**Assignment**: For every line in the data below, check for the word "PartialEq", then state how many lines have it. Answer with the number only.

Collected data
◇ ◇ ◇ ◇ ◇

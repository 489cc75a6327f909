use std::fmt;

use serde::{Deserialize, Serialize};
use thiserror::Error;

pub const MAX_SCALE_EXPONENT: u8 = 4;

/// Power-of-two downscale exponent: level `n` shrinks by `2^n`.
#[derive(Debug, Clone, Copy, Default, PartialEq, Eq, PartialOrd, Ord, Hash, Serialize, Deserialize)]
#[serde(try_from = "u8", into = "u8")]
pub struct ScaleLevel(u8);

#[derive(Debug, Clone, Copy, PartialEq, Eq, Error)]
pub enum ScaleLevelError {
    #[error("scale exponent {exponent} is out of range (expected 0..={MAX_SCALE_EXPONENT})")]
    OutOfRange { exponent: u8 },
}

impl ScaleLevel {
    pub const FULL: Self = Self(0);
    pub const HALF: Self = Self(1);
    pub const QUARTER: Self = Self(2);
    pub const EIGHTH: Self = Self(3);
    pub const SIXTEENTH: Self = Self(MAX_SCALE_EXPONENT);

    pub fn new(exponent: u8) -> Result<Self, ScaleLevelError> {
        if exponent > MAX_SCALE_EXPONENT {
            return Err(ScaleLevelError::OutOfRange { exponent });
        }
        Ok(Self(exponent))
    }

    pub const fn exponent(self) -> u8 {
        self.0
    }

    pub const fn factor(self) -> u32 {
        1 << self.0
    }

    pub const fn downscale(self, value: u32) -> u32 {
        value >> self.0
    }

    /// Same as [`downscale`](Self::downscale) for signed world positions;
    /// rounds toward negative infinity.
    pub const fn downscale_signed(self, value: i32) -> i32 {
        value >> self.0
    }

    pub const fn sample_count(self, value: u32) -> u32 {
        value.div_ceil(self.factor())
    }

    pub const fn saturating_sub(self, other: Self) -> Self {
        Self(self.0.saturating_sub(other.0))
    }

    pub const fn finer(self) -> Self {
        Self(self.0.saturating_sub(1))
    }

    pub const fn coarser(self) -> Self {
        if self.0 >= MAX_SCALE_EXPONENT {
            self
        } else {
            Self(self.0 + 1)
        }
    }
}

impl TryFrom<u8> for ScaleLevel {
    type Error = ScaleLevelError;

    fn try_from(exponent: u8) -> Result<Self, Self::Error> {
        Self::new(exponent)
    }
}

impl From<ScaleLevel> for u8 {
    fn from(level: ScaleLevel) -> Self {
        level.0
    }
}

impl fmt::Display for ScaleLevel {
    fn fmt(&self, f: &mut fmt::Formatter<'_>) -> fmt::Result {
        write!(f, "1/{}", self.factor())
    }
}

◇ ◇ ◇ ◇ ◇

**Output of the exercise**: 2